Undergraduate Research Opportunities in Microbial Disease

Harton Lab

Lab Website

Similar to Toll-like receptors (TLR), proteins of the NLR family serve as intracellular pathogen sensors and regulators of immune responses. Invading bacteria such as those causing the plague, tularemia, and food poisoning are detected by NLRs. Some NLRs normally drive inflammatory responses when macrophages are infected by activating transcription factors such as NF-kB and MAPK as well as inducing production of inflammatory proteins like IL-1. They can also promote programmed cell death to help limit infection. Mutations within select NLRs are involved in a number of inflammatory diseases including Crohn’s Disease and Muckle-Wells Syndrome. One project currently seeks to understand NLR regulation. A second project considers a large protein, CIITA. Unlike other NLRs, CIITA is a transcription factor controlling expression of Major Histocompatibility Class (MHC) II genes. MHC II is absolutely critical to the normal functioning of both cellular and humoral immunity. Understandably, CIITA plays a role in multiple disease states ranging from arthritis and immunodeficiency to AIDS and cancer. Utilizing a wide array of molecular, cellular, biochemical, and animal based approaches we are advancing our understanding of the underlying molecular basis for how these proteins work in both health and disease. Previous students (depending on the project and the student’s skills/interest) have performed bioinformatics, cell culture, cloning, eukaryotic cell transfection, flow cytometry, gene expression assays, immunofluorescence microscopy, PCR, protein assays, and tumor growth/rejection studies. Undergraduate researchers will have the opportunity to interact with technical staff as well as postdoctoral and graduate students.

Canki Lab

Lab Website

Our laboratory focuses on translational research of HIV-1 pathogenesis and mechanisms of virus inhibition by novel class of natural small molecules.
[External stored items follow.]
//! The `PBGZ` container (versions 8 and 9), ported from `th08_open`/
//! `th08_write`/`th08_close` in the original `thdat08.c`.
//!
//! Each entry body is individually LZSS-compressed; the compressed form
//! wraps a 4-byte `"edz" + type` tag in front of the (unencrypted at the
//! wrapper level, encrypted underneath) payload, so entries can carry
//! their own cipher parameters chosen by file extension. The directory,
//! like the body, is LZSS-compressed and XOR-encrypted as a whole, and
//! sits directly after the last entry (no separate length field; its
//! size is "everything to end of file").

use crate::archive::entry::Entry;
use crate::cipher;
use crate::error::{Error, Result};
use crate::io::{Io, Whence};
use crate::lzss;

const HEADER_CIPHER: (u8, u8, u32, u32) = (0x1b, 0x37, 12, 0x400);
const DIR_CIPHER: (u8, u8, u32, u32) = (0x3e, 0x9b, 0x80, 0x400);

type CryptParams = (u8, u8, u8, u32, u32); // (type tag, key, step, block, limit)

const TH08_PARAMS: [CryptParams; 7] = [
    (b'-', 0x35, 0x97, 0x80, 0x2800),
    (b'A', 0xc1, 0x51, 0x1400, 0x2000),
    (b'E', 0xab, 0xcd, 0x200, 0x1000),
    (b'J', 0x03, 0x19, 0x1400, 0x7800),
    (b'M', 0x1b, 0x37, 0x40, 0x2000),
    (b'T', 0x51, 0xe9, 0x40, 0x3000),
    (b'W', 0x12, 0x34, 0x400, 0x2800),
];

const TH09_PARAMS: [CryptParams; 7] = [
    (b'-', 0x35, 0x97, 0x80, 0x2800),
    (b'A', 0xc1, 0x51, 0x400, 0x400),
    (b'E', 0xab, 0xcd, 0x200, 0x1000),
    (b'J', 0x03, 0x19, 0x400, 0x400),
    (b'M', 0x1b, 0x37, 0x40, 0x2800),
    (b'T', 0x51, 0xe9, 0x40, 0x3000),
    (b'W', 0x12, 0x34, 0x400, 0x400),
];

fn crypt_table(version: u32) -> &'static [CryptParams; 7] {
    if version == 8 {
        &TH08_PARAMS
    } else {
        &TH09_PARAMS
    }
}

fn type_index_for_name(name: &str) -> usize {
    let ext = name.rsplit('.').next().unwrap_or("").to_ascii_lowercase();
    match ext.as_str() {
        "anm" => 1,
        "ecl" => 2,
        "jpg" => 3,
        "msg" => 4,
        "txt" => 5,
        "wav" => 6,
        _ => 0,
    }
}

fn type_index_for_tag(table: &[CryptParams; 7], tag: u8) -> Result<usize> {
    table
        .iter()
        .position(|p| p.0 == tag)
        .ok_or_else(|| Error::format(format!("v8/v9 archive: unsupported entry key '{}'", tag as char)))
}

pub struct ArchiveV8V9 {
    pub io: Io,
    pub version: u32,
    pub entries: Vec<Entry>,
    offset: u32,
}

impl ArchiveV8V9 {
    pub fn open(mut io: Io, version: u32) -> Result<Self> {
        let filesize = io.len()?;
        io.seek(Whence::Start, 0)?;
        let magic = io.read_to_vec(4)?;
        if magic != b"PBGZ" {
            return Err(Error::format("v8/v9 archive: bad PBGZ magic"));
        }
        let mut header = io.read_to_vec(12)?;
        cipher::decrypt(
            &mut header,
            HEADER_CIPHER.0,
            HEADER_CIPHER.1,
            HEADER_CIPHER.2,
            HEADER_CIPHER.3,
        )?;
        let count = u32::from_le_bytes(header[0..4].try_into().unwrap()).wrapping_sub(123456);
        let dir_offset = u32::from_le_bytes(header[4..8].try_into().unwrap()).wrapping_sub(345678);
        let list_size = u32::from_le_bytes(header[8..12].try_into().unwrap()).wrapping_sub(567891);

        io.seek(Whence::Start, dir_offset as i64)?;
        let zsize = (filesize - dir_offset as u64) as usize;
        let mut zdata = io.read_to_vec(zsize)?;
        cipher::decrypt(&mut zdata, DIR_CIPHER.0, DIR_CIPHER.1, DIR_CIPHER.2, DIR_CIPHER.3)?;
        let data = lzss::decode(&zdata, list_size as usize)?;

        let mut entries = Vec::with_capacity(count as usize);
        let mut pos = 0usize;
        for _ in 0..count {
            let namelen = data[pos..]
                .iter()
                .position(|&b| b == 0)
                .ok_or_else(|| Error::format("v8/v9 archive: unterminated entry name"))?;
            let name = String::from_utf8_lossy(&data[pos..pos + namelen]).into_owned();
            pos += namelen + 1;
            let offset = u32::from_le_bytes(data[pos..pos + 4].try_into().unwrap());
            pos += 4;
            let stored_size = u32::from_le_bytes(data[pos..pos + 4].try_into().unwrap());
            pos += 8; // stored size includes the 4-byte edz prefix; skip trailing zero field
            entries.push(Entry {
                name,
                size: stored_size - 4,
                zsize: 0,
                offset,
                extra: 0,
            });
        }

        for i in 0..entries.len() {
            entries[i].zsize = if i + 1 < entries.len() {
                entries[i + 1].offset - entries[i].offset
            } else {
                dir_offset - entries[i].offset
            };
        }

        Ok(Self {
            io,
            version,
            entries,
            offset: dir_offset,
        })
    }

    pub fn create(mut io: Io, version: u32) -> Result<Self> {
        io.write_all(&[0u8; 16])?;
        Ok(Self {
            io,
            version,
            entries: Vec::new(),
            offset: 16,
        })
    }

    pub fn add_entry(&mut self, name: &str, data: &[u8]) -> Result<()> {
        let table = crypt_table(self.version);
        let type_idx = type_index_for_name(name);
        let params = table[type_idx];

        let mut tagged = Vec::with_capacity(data.len() + 4);
        tagged.extend_from_slice(b"edz");
        tagged.push(params.0);
        tagged.extend_from_slice(data);
        cipher::encrypt(&mut tagged[4..], params.1, params.2, params.3, params.4)?;

        let compressed = lzss::encode(&tagged)?;
        let zsize = compressed.len() as u32;

        self.io.seek(Whence::Start, self.offset as i64)?;
        self.io.write_all(&compressed)?;

        self.entries.push(Entry {
            name: name.to_string(),
            size: data.len() as u32,
            zsize,
            offset: self.offset,
            extra: 0,
        });
        self.offset += zsize;
        Ok(())
    }

    pub fn read_entry_data(&mut self, idx: usize) -> Result<Vec<u8>> {
        let entry = self.entries[idx].clone();
        self.io.seek(Whence::Start, entry.offset as i64)?;
        let stored_size = entry.size + 4;
        let compressed = self.io.read_to_vec(entry.zsize as usize)?;
        let tagged = lzss::decode(&compressed, stored_size as usize)?;

        if &tagged[0..3] != b"edz" {
            return Err(Error::format("v8/v9 archive: entry did not start with \"edz\""));
        }
        let table = crypt_table(self.version);
        let type_idx = type_index_for_tag(table, tagged[3])?;
        let params = table[type_idx];

        let mut body = tagged[4..].to_vec();
        cipher::decrypt(&mut body, params.1, params.2, params.3, params.4)?;
        Ok(body)
    }

    pub fn close(mut self) -> Result<Io> {
        self.entries.sort_by_key(|e| e.offset);
        let dir_offset = self.offset;

        let mut buffer = Vec::new();
        for entry in &self.entries {
            buffer.extend_from_slice(entry.name.as_bytes());
            buffer.push(0);
            buffer.extend_from_slice(&entry.offset.to_le_bytes());
            buffer.extend_from_slice(&(entry.size + 4).to_le_bytes());
            buffer.extend_from_slice(&0u32.to_le_bytes());
        }
        buffer.extend_from_slice(&0u32.to_le_bytes());
        let list_size = buffer.len() as u32;

        let mut zbuffer = lzss::encode(&buffer)?;
        cipher::encrypt(&mut zbuffer, DIR_CIPHER.0, DIR_CIPHER.1, DIR_CIPHER.2, DIR_CIPHER.3)?;

        self.io.seek(Whence::Start, dir_offset as i64)?;
        self.io.write_all(&zbuffer)?;

        let mut header = Vec::with_capacity(16);
        header.extend_from_slice(b"PBGZ");
        let mut fields = Vec::with_capacity(12);
        fields.extend_from_slice(&(self.entries.len() as u32).wrapping_add(123456).to_le_bytes());
        fields.extend_from_slice(&dir_offset.wrapping_add(345678).to_le_bytes());
        fields.extend_from_slice(&list_size.wrapping_add(567891).to_le_bytes());
        cipher::encrypt(&mut fields, HEADER_CIPHER.0, HEADER_CIPHER.1, HEADER_CIPHER.2, HEADER_CIPHER.3)?;
        header.extend_from_slice(&fields);

        self.io.seek(Whence::Start, 0)?;
        self.io.write_all(&header)?;

        Ok(self.io)
    }
}

#[cfg(test)]
mod tests {
    use super::*;

    #[test]
    fn round_trips_entries_with_different_extensions() {
        let io = Io::new_growable();
        let mut archive = ArchiveV8V9::create(io, 8).unwrap();
        archive.add_entry("sprite.anm", &[1u8; 64]).unwrap();
        archive.add_entry("script.ecl", b"hello world").unwrap();
        archive.add_entry("readme.txt", b"plain text payload").unwrap();
        let io = archive.close().unwrap();

        let mut reopened = ArchiveV8V9::open(io, 8).unwrap();
        assert_eq!(reopened.entries.len(), 3);
        assert_eq!(reopened.read_entry_data(0).unwrap(), vec![1u8; 64]);
        assert_eq!(reopened.read_entry_data(1).unwrap(), b"hello world");
        assert_eq!(reopened.read_entry_data(2).unwrap(), b"plain text payload");
    }
}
We investigated a large number of natural products, and from Sargassum fusiforme we isolated and identified several new inhibitors that block virus during different stages of its replication life cycle. Palmitic acid, which binds to the CD4 receptor and blocks gp120-to-CD4 fusion and HIV-1 entry and infection, is being investigated in preclinical studies towards a microbicide application. Several other molecules are being studied to determine their activity and mechanisms of action.